Dans tout film, quel qu’il soit et j’en ai parlé en début de cette chronique, il y a l’histoire qu’on cherche à raconter. Hugues Pagan est un auteur de livres noirs que mon ami Simon a maintes fois loué dans cette revue. J’apprends dans le dossier de presse qu’il est lui-même ancien flic, tout comme Olivier Marchal, allons bon, la police deviendrait un Conservatoire d’Art Dramatique ! ? Mais que fait Sarkozy? (qui ?).
Quand on n’a pas la télé, on peut donc voir, avec plaisir, cette série, créée et jouée par les spécialistes nommés et d’autres. La beauté plastique des « fliquettes » m’a même donné envie d’entrer dans la police, mais pas longtemps…

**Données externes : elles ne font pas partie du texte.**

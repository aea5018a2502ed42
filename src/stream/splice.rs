//! Reasoning splice: folds the hidden `reasoning_content` delta field into the
//! visible `content` field, bracketing each contiguous reasoning run with
//! [`OPEN_DELIMITER`] and [`CLOSE_DELIMITER`].
//!
//! The bracket state lives in [`ReasoningSplicer`], one instance per stream.
//! A stream that ends while a run is open leaves the opening delimiter
//! unmatched; the terminal frame never forces a close.

use serde_json::{Map, Value};

pub const OPEN_DELIMITER: &str = "<think>\n";
pub const CLOSE_DELIMITER: &str = "\n</think>\n\n";

pub const REASONING_FIELD: &str = "reasoning_content";
pub const CONTENT_FIELD: &str = "content";

const DELTA_POINTER: &str = "/choices/0/delta";

/// Whether a reasoning run is currently bracketed open.
#[derive(Debug, Clone, Copy, Default, PartialEq, Eq)]
pub enum SpliceState {
    #[default]
    Closed,
    Open,
}

/// What to do with the reasoning field.
#[derive(Debug, Clone, Copy, Default, PartialEq, Eq)]
pub enum ReasoningMode {
    /// Splice reasoning into the visible content.
    #[default]
    Splice,
    /// Drop reasoning, leave content untouched.
    Strip,
}

impl ReasoningMode {
    #[must_use]
    pub fn from_show_reasoning(show_reasoning: bool) -> Self {
        if show_reasoning {
            Self::Splice
        } else {
            Self::Strip
        }
    }
}

/// The splice-relevant fragments of one delta. `None` means absent (or JSON
/// `null`), which is distinct from an empty string.
#[derive(Debug, Clone, Copy, Default, PartialEq, Eq)]
pub struct Delta<'a> {
    pub reasoning: Option<&'a str>,
    pub visible: Option<&'a str>,
}

impl<'a> Delta<'a> {
    #[must_use]
    pub fn reasoning(text: &'a str) -> Self {
        Self {
            reasoning: Some(text),
            visible: None,
        }
    }

    #[must_use]
    pub fn visible(text: &'a str) -> Self {
        Self {
            reasoning: None,
            visible: Some(text),
        }
    }

    #[must_use]
    pub fn from_object(object: &'a Map<String, Value>) -> Self {
        Self {
            reasoning: object.get(REASONING_FIELD).and_then(Value::as_str),
            visible: object.get(CONTENT_FIELD).and_then(Value::as_str),
        }
    }

    #[must_use]
    pub fn is_empty(&self) -> bool {
        self.reasoning.is_none() && self.visible.is_none()
    }
}

/// Per-stream splice state machine.
#[derive(Debug, Default)]
pub struct ReasoningSplicer {
    state: SpliceState,
    mode: ReasoningMode,
}

impl ReasoningSplicer {
    #[must_use]
    pub fn new(mode: ReasoningMode) -> Self {
        Self {
            state: SpliceState::Closed,
            mode,
        }
    }

    #[must_use]
    pub fn state(&self) -> SpliceState {
        self.state
    }

    /// Run one transition and return the visible text for this delta, or
    /// `None` when the delta carries neither fragment.
    pub fn splice(&mut self, delta: Delta<'_>) -> Option<String> {
        if delta.is_empty() {
            return None;
        }

        let capacity = delta.reasoning.map_or(0, str::len)
            + delta.visible.map_or(0, str::len)
            + OPEN_DELIMITER.len()
            + CLOSE_DELIMITER.len();
        let mut out = String::with_capacity(capacity);

        if let Some(reasoning) = delta.reasoning {
            if self.state == SpliceState::Closed {
                out.push_str(OPEN_DELIMITER);
                self.state = SpliceState::Open;
            }
            out.push_str(reasoning);
        }
        if let Some(visible) = delta.visible {
            if self.state == SpliceState::Open {
                out.push_str(CLOSE_DELIMITER);
                self.state = SpliceState::Closed;
            }
            out.push_str(visible);
        }
        Some(out)
    }

    /// Rewrite `choices[0].delta` of a decoded stream record in place.
    ///
    /// Returns `false` when the record was left untouched.
    pub fn rewrite_record(&mut self, record: &mut Value) -> bool {
        let Some(delta) = record
            .pointer_mut(DELTA_POINTER)
            .and_then(Value::as_object_mut)
        else {
            return false;
        };
        self.rewrite_delta(delta)
    }

    fn rewrite_delta(&mut self, delta: &mut Map<String, Value>) -> bool {
        if self.mode == ReasoningMode::Strip {
            return delta.remove(REASONING_FIELD).is_some();
        }

        let Some(text) = self.splice(Delta::from_object(delta)) else {
            return false;
        };
        delta.remove(REASONING_FIELD);
        delta.insert(CONTENT_FIELD.to_string(), Value::String(text));
        true
    }
}

#[cfg(test)]
mod tests {
    use super::*;
    use serde_json::json;

    fn run(deltas: &[Delta<'_>]) -> (String, SpliceState) {
        let mut splicer = ReasoningSplicer::default();
        let text = deltas
            .iter()
            .filter_map(|delta| splicer.splice(*delta))
            .collect::<String>();
        (text, splicer.state())
    }

    #[test]
    fn test_reasoning_then_content() {
        let (text, state) = run(&[
            Delta::reasoning("let me "),
            Delta::reasoning("think"),
            Delta::visible("The answer"),
            Delta::visible(" is 4."),
        ]);
        assert_eq!(
            text,
            format!("{OPEN_DELIMITER}let me think{CLOSE_DELIMITER}The answer is 4.")
        );
        assert_eq!(state, SpliceState::Closed);
    }

    #[test]
    fn test_transition_frame_with_both_fragments() {
        let mut splicer = ReasoningSplicer::default();
        let text = splicer.splice(Delta {
            reasoning: Some("why"),
            visible: Some("because"),
        });
        assert_eq!(
            text.as_deref(),
            Some(format!("{OPEN_DELIMITER}why{CLOSE_DELIMITER}because").as_str())
        );
        assert_eq!(splicer.state(), SpliceState::Closed);
    }

    #[test]
    fn test_content_only_is_unchanged() {
        let (text, state) = run(&[Delta::visible("plain"), Delta::visible(" answer")]);
        assert_eq!(text, "plain answer");
        assert_eq!(state, SpliceState::Closed);
    }

    #[test]
    fn test_stream_ending_open_leaves_delimiter_unmatched() {
        let (text, state) = run(&[Delta::reasoning("still thinking")]);
        assert_eq!(text, format!("{OPEN_DELIMITER}still thinking"));
        assert_eq!(state, SpliceState::Open);
    }

    #[test]
    fn test_interleaved_runs_are_bracketed_separately() {
        let (text, _) = run(&[
            Delta::reasoning("a"),
            Delta::visible("1"),
            Delta::reasoning("b"),
            Delta::reasoning("c"),
            Delta::visible("2"),
        ]);
        assert_eq!(
            text,
            format!("{OPEN_DELIMITER}a{CLOSE_DELIMITER}1{OPEN_DELIMITER}bc{CLOSE_DELIMITER}2")
        );
    }

    #[test]
    fn test_empty_delta_is_not_rewritten() {
        let mut splicer = ReasoningSplicer::default();
        assert_eq!(splicer.splice(Delta::default()), None);
        assert_eq!(splicer.state(), SpliceState::Closed);
    }

    #[test]
    fn test_empty_strings_are_present_fragments() {
        let (text, state) = run(&[Delta::reasoning(""), Delta::visible("")]);
        assert_eq!(text, format!("{OPEN_DELIMITER}{CLOSE_DELIMITER}"));
        assert_eq!(state, SpliceState::Closed);
    }

    #[test]
    fn test_bracketing_over_random_sequences() {
        let mut rng = fastrand::Rng::with_seed(0x7b1d);
        for _ in 0..500 {
            let len = rng.usize(0..24);
            let mut deltas = Vec::with_capacity(len);
            for _ in 0..len {
                deltas.push(match rng.u8(0..4) {
                    0 => Delta::reasoning("r"),
                    1 => Delta::visible("c"),
                    2 => Delta {
                        reasoning: Some("r"),
                        visible: Some("c"),
                    },
                    _ => Delta::default(),
                });
            }

            // Count maximal contiguous reasoning runs the way a reader sees them:
            // a run continues until a visible fragment arrives.
            let mut expected_opens = 0;
            let mut expected_closes = 0;
            let mut open = false;
            for delta in &deltas {
                if delta.reasoning.is_some() && !open {
                    expected_opens += 1;
                    open = true;
                }
                if delta.visible.is_some() && open {
                    expected_closes += 1;
                    open = false;
                }
            }

            let (text, state) = run(&deltas);
            assert_eq!(text.matches(OPEN_DELIMITER).count(), expected_opens);
            assert_eq!(text.matches("</think>").count(), expected_closes);
            assert_eq!(state == SpliceState::Open, open);
            // Every close is immediately followed by the first visible fragment.
            for (idx, _) in text.match_indices(CLOSE_DELIMITER) {
                assert_eq!(&text[idx + CLOSE_DELIMITER.len()..=idx + CLOSE_DELIMITER.len()], "c");
            }
        }
    }

    #[test]
    fn test_rewrite_record_moves_reasoning_into_content() {
        let mut splicer = ReasoningSplicer::default();
        let mut record = json!({
            "id": "chatcmpl-1",
            "choices": [{"index": 0, "delta": {"role": "assistant", "reasoning_content": "hmm", "content": null}}]
        });
        assert!(splicer.rewrite_record(&mut record));
        assert_eq!(
            record["choices"][0]["delta"],
            json!({"role": "assistant", "content": format!("{OPEN_DELIMITER}hmm")})
        );
        assert_eq!(record["id"], "chatcmpl-1");
    }

    #[test]
    fn test_rewrite_record_without_fragments_is_untouched() {
        let mut splicer = ReasoningSplicer::default();
        let original = json!({"choices": [{"delta": {}, "finish_reason": "stop"}], "usage": {"total_tokens": 3}});
        let mut record = original.clone();
        assert!(!splicer.rewrite_record(&mut record));
        assert_eq!(record, original);

        let mut no_choices = json!({"object": "chat.completion.chunk", "choices": []});
        assert!(!splicer.rewrite_record(&mut no_choices));
    }

    #[test]
    fn test_strip_mode_drops_reasoning() {
        let mut splicer = ReasoningSplicer::new(ReasoningMode::Strip);
        let mut record = json!({"choices": [{"delta": {"reasoning_content": "secret"}}]});
        assert!(splicer.rewrite_record(&mut record));
        assert_eq!(record["choices"][0]["delta"], json!({}));

        let mut record = json!({"choices": [{"delta": {"content": "visible"}}]});
        assert!(!splicer.rewrite_record(&mut record));
        assert_eq!(record["choices"][0]["delta"]["content"], "visible");
        assert_eq!(splicer.state(), SpliceState::Closed);
    }

    #[test]
    fn test_splicers_are_independent_per_stream() {
        let mut first = ReasoningSplicer::default();
        let mut second = ReasoningSplicer::default();
        let _ = first.splice(Delta::reasoning("a"));
        assert_eq!(first.state(), SpliceState::Open);
        assert_eq!(
            second.splice(Delta::visible("b")).as_deref(),
            Some("b")
        );
    }
}
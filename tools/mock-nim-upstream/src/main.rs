use std::convert::Infallible;
use std::env;
use std::sync::atomic::{AtomicU64, Ordering};
use std::sync::Arc;
use std::time::Duration;

use bytes::Bytes;
use futures_util::stream;
use http::{header, HeaderValue, Method, Request, Response, StatusCode};
use http_body_util::combinators::UnsyncBoxBody;
use http_body_util::{BodyExt, Full, StreamBody};
use hyper::body::{Frame, Incoming};
use hyper::service::service_fn;
use hyper_util::rt::{TokioExecutor, TokioIo};
use hyper_util::server::conn::auto::Builder as AutoBuilder;
use tokio::net::TcpListener;

const DEFAULT_UPSTREAM_PORT: u16 = 19_002;
const DEFAULT_CHUNK_BYTES: usize = 17;
const DEFAULT_CHUNK_DELAY_MS: u64 = 15;

type MockBody = UnsyncBoxBody<Bytes, Infallible>;

#[derive(Copy, Clone)]
enum MockMode {
    /// Follow the `stream` flag of each request.
    Auto,
    Nonstream,
    Stream,
}

#[derive(Copy, Clone)]
enum MockScenario {
    Text,
    Reasoning,
    Error,
}

struct RequestStats {
    streamed: AtomicU64,
    buffered: AtomicU64,
}

impl RequestStats {
    const fn new() -> Self {
        Self {
            streamed: AtomicU64::new(0),
            buffered: AtomicU64::new(0),
        }
    }

    fn record(&self, stream: bool) {
        let counter = if stream { &self.streamed } else { &self.buffered };
        counter.fetch_add(1, Ordering::Relaxed);
    }

    fn reset(&self) {
        self.streamed.store(0, Ordering::Relaxed);
        self.buffered.store(0, Ordering::Relaxed);
    }
}

struct MockState {
    mode: MockMode,
    scenario: MockScenario,
    chunk_bytes: usize,
    chunk_delay: Duration,
    stats: RequestStats,
}

#[tokio::main(flavor = "current_thread")]
async fn main() {
    let port = env_parse("UPSTREAM_PORT", DEFAULT_UPSTREAM_PORT);
    let state = Arc::new(MockState {
        mode: parse_mode(),
        scenario: parse_scenario(),
        chunk_bytes: env_parse("MOCK_CHUNK_BYTES", DEFAULT_CHUNK_BYTES).max(1),
        chunk_delay: Duration::from_millis(env_parse("MOCK_CHUNK_DELAY_MS", DEFAULT_CHUNK_DELAY_MS)),
        stats: RequestStats::new(),
    });

    let listener = TcpListener::bind(("127.0.0.1", port))
        .await
        .unwrap_or_else(|err| panic!("failed to bind mock upstream on 127.0.0.1:{port}: {err}"));
    eprintln!("mock NIM upstream listening on http://127.0.0.1:{port}/v1");

    let conn_builder = AutoBuilder::new(TokioExecutor::new());
    loop {
        let (stream, remote_addr) = match listener.accept().await {
            Ok((stream, remote_addr)) => (stream, remote_addr),
            Err(err) => {
                eprintln!("accept error: {err}");
                continue;
            }
        };
        let io = TokioIo::new(stream);
        let conn_builder = conn_builder.clone();
        let service_state = Arc::clone(&state);
        let service = service_fn(move |request: Request<Incoming>| {
            let state_ref = Arc::clone(&service_state);
            async move { Ok::<_, Infallible>(handle_request(request, &state_ref).await) }
        });

        tokio::spawn(async move {
            if let Err(err) = conn_builder.serve_connection(io, service).await {
                eprintln!("mock upstream connection error from {remote_addr}: {err}");
            }
        });
    }
}

fn env_parse<T: std::str::FromStr>(name: &str, default: T) -> T {
    env::var(name)
        .ok()
        .and_then(|value| value.parse::<T>().ok())
        .unwrap_or(default)
}

fn parse_mode() -> MockMode {
    match env::var("MOCK_MODE").as_deref() {
        Ok("stream") => MockMode::Stream,
        Ok("nonstream") => MockMode::Nonstream,
        Ok("auto") | Err(_) => MockMode::Auto,
        Ok(other) => {
            eprintln!("unknown MOCK_MODE '{other}', fallback to auto");
            MockMode::Auto
        }
    }
}

fn parse_scenario() -> MockScenario {
    match env::var("MOCK_SCENARIO").as_deref() {
        Ok("text") => MockScenario::Text,
        Ok("error") => MockScenario::Error,
        Ok("reasoning") | Err(_) => MockScenario::Reasoning,
        Ok(other) => {
            eprintln!("unknown MOCK_SCENARIO '{other}', fallback to reasoning");
            MockScenario::Reasoning
        }
    }
}

async fn handle_request(request: Request<Incoming>, state: &Arc<MockState>) -> Response<MockBody> {
    let (parts, body) = request.into_parts();
    let body = match body.collect().await {
        Ok(collected) => collected.to_bytes(),
        Err(_) => Bytes::new(),
    };

    let method = parts.method;
    let path = parts.uri.path();

    if method == Method::GET && path == "/_mock/stats" {
        return stats_response(state);
    }
    if method == Method::POST && path == "/_mock/reset" {
        state.stats.reset();
        return simple_response(StatusCode::OK, "application/json", br#"{"ok":true}"#);
    }
    if !matches!(path, "/v1/chat/completions" | "/chat/completions") {
        return simple_response(StatusCode::NOT_FOUND, "application/json", br#"{"error":"not_found"}"#);
    }
    if method != Method::POST {
        return simple_response(
            StatusCode::METHOD_NOT_ALLOWED,
            "application/json",
            br#"{"error":"method_not_allowed"}"#,
        );
    }

    if matches!(state.scenario, MockScenario::Error) {
        return simple_response(
            StatusCode::TOO_MANY_REQUESTS,
            "application/json",
            br#"{"error":{"message":"mock rate limit","type":"rate_limit_error"}}"#,
        );
    }

    let stream = match state.mode {
        MockMode::Stream => true,
        MockMode::Nonstream => false,
        MockMode::Auto => requested_stream(&body),
    };
    state.stats.record(stream);
    if stream {
        streaming_response(state)
    } else {
        non_streaming_response(state.scenario)
    }
}

fn requested_stream(body: &[u8]) -> bool {
    serde_json::from_slice::<serde_json::Value>(body)
        .ok()
        .and_then(|value| value.get("stream").and_then(serde_json::Value::as_bool))
        .unwrap_or(false)
}

fn stats_response(state: &MockState) -> Response<MockBody> {
    let body = format!(
        "{{\"streamed\":{},\"buffered\":{}}}",
        state.stats.streamed.load(Ordering::Relaxed),
        state.stats.buffered.load(Ordering::Relaxed)
    );
    let mut response = Response::new(Full::new(Bytes::from(body)).boxed_unsync());
    response
        .headers_mut()
        .insert(header::CONTENT_TYPE, HeaderValue::from_static("application/json"));
    response
}

fn non_streaming_response(scenario: MockScenario) -> Response<MockBody> {
    let body = match scenario {
        MockScenario::Reasoning => NONSTREAM_REASONING,
        MockScenario::Text | MockScenario::Error => NONSTREAM_TEXT,
    };
    simple_response(StatusCode::OK, "application/json", body)
}

/// Replays the scenario's SSE transcript in fixed-size slices so that lines
/// and even UTF-8 sequences straddle chunk boundaries.
fn streaming_response(state: &MockState) -> Response<MockBody> {
    let transcript: &'static [u8] = match state.scenario {
        MockScenario::Reasoning => STREAM_REASONING,
        MockScenario::Text | MockScenario::Error => STREAM_TEXT,
    };
    let chunk_bytes = state.chunk_bytes;
    let delay = state.chunk_delay;
    let chunks = stream::unfold(0_usize, move |offset| async move {
        if offset >= transcript.len() {
            return None;
        }
        if offset > 0 && !delay.is_zero() {
            tokio::time::sleep(delay).await;
        }
        let end = (offset + chunk_bytes).min(transcript.len());
        let frame = Frame::data(Bytes::from_static(&transcript[offset..end]));
        Some((Ok::<_, Infallible>(frame), end))
    });

    let mut response = Response::new(BodyExt::boxed_unsync(StreamBody::new(chunks)));
    let headers = response.headers_mut();
    headers.insert(header::CONTENT_TYPE, HeaderValue::from_static("text/event-stream"));
    headers.insert(header::CACHE_CONTROL, HeaderValue::from_static("no-cache"));
    response
}

fn simple_response(
    status: StatusCode,
    content_type: &'static str,
    body: &'static [u8],
) -> Response<MockBody> {
    let mut response = Response::new(Full::new(Bytes::from_static(body)).boxed_unsync());
    *response.status_mut() = status;
    response
        .headers_mut()
        .insert(header::CONTENT_TYPE, HeaderValue::from_static(content_type));
    response
}

const NONSTREAM_TEXT: &[u8] = br#"{"id":"cmpl-mock","object":"chat.completion","created":1,"model":"mock/model","choices":[{"index":0,"message":{"role":"assistant","content":"ok"},"finish_reason":"stop"}],"usage":{"prompt_tokens":1,"completion_tokens":1,"total_tokens":2}}"#;
const NONSTREAM_REASONING: &[u8] = br#"{"id":"cmpl-mock","object":"chat.completion","created":1,"model":"mock/model","choices":[{"index":0,"message":{"role":"assistant","reasoning_content":"The user wants a greeting. Keep it short.","content":"Hello! été is summer."},"finish_reason":"stop"}],"usage":{"prompt_tokens":4,"completion_tokens":12,"total_tokens":16}}"#;

const STREAM_TEXT: &[u8] = b"data: {\"id\":\"cmpl-mock\",\"object\":\"chat.completion.chunk\",\"created\":1,\"model\":\"mock/model\",\"choices\":[{\"index\":0,\"delta\":{\"role\":\"assistant\",\"content\":\"o\"},\"finish_reason\":null}]}\n\ndata: {\"id\":\"cmpl-mock\",\"object\":\"chat.completion.chunk\",\"created\":1,\"model\":\"mock/model\",\"choices\":[{\"index\":0,\"delta\":{\"content\":\"k\"},\"finish_reason\":\"stop\"}]}\n\ndata: [DONE]\n\n";
const STREAM_REASONING: &[u8] = "data: {\"id\":\"cmpl-mock\",\"object\":\"chat.completion.chunk\",\"created\":1,\"model\":\"mock/model\",\"choices\":[{\"index\":0,\"delta\":{\"role\":\"assistant\",\"reasoning_content\":\"The user wants \"},\"finish_reason\":null}]}\n\n\
: keep-alive\n\n\
data: {\"id\":\"cmpl-mock\",\"object\":\"chat.completion.chunk\",\"created\":1,\"model\":\"mock/model\",\"choices\":[{\"index\":0,\"delta\":{\"reasoning_content\":\"a greeting. Keep it short.\"},\"finish_reason\":null}]}\n\n\
data: {\"id\":\"cmpl-mock\",\"object\":\"chat.completion.chunk\",\"created\":1,\"model\":\"mock/model\",\"choices\":[{\"index\":0,\"delta\":{\"content\":\"Hello! \"},\"finish_reason\":null}]}\n\n\
data: {\"id\":\"cmpl-mock\",\"object\":\"chat.completion.chunk\",\"created\":1,\"model\":\"mock/model\",\"choices\":[{\"index\":0,\"delta\":{\"content\":\"été is summer.\"},\"finish_reason\":null}]}\n\n\
data: {\"id\":\"cmpl-mock\",\"object\":\"chat.completion.chunk\",\"created\":1,\"model\":\"mock/model\",\"choices\":[{\"index\":0,\"delta\":{},\"finish_reason\":\"stop\"}],\"usage\":{\"prompt_tokens\":4,\"completion_tokens\":12,\"total_tokens\":16}}\n\n\
data: [DONE]\n\n"
    .as_bytes();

C’est loin des Cinq Dernières Minutes, certes et il faut faire très attention pour suivre, mais ce doit être ma faible fréquentation du petit écran qui me fait manquer, de temps en temps, une réplique. Et il y a l’argot, alors là je vous dis pas, une vraie leçon. Bon, mais c’est rapide, nerveux, assez bien filmé pour ne pas sembler sortir d’un écran cathodique bas de gamme et ça se tient. C’est, en tous les cas, bien moins convenu (le « venu » est-il de trop ?) que LAPD ou Hill Street Blues, séries du même type US.


Dr. Mabuse
Fritz Lang, MK2 Editions
Critiquer Fritz Lang reviendrait, pour un chroniqueur littéraire, à nous faire part de son émoi à sa découverte d’un livre de Dostoïevski, par exemple, ou de Balzac, il y a des limites à « se foutre du monde» que je ne franchirai pas. Mais je fais le pari que, si tout le monde « connaît » ce film, très peu sont ceux qui l’ont vu. Il doit en être d’ailleurs de même pour tous les classiques, peu importe. Alors, il n’y a pas d’excuse pour découvrir, ou redécouvrir, ce Dr. Mabuse. La restauration est splendide et il est difficile de ne pas voir les deux DVD l’un à la suite de l’autre, c’est magnifique.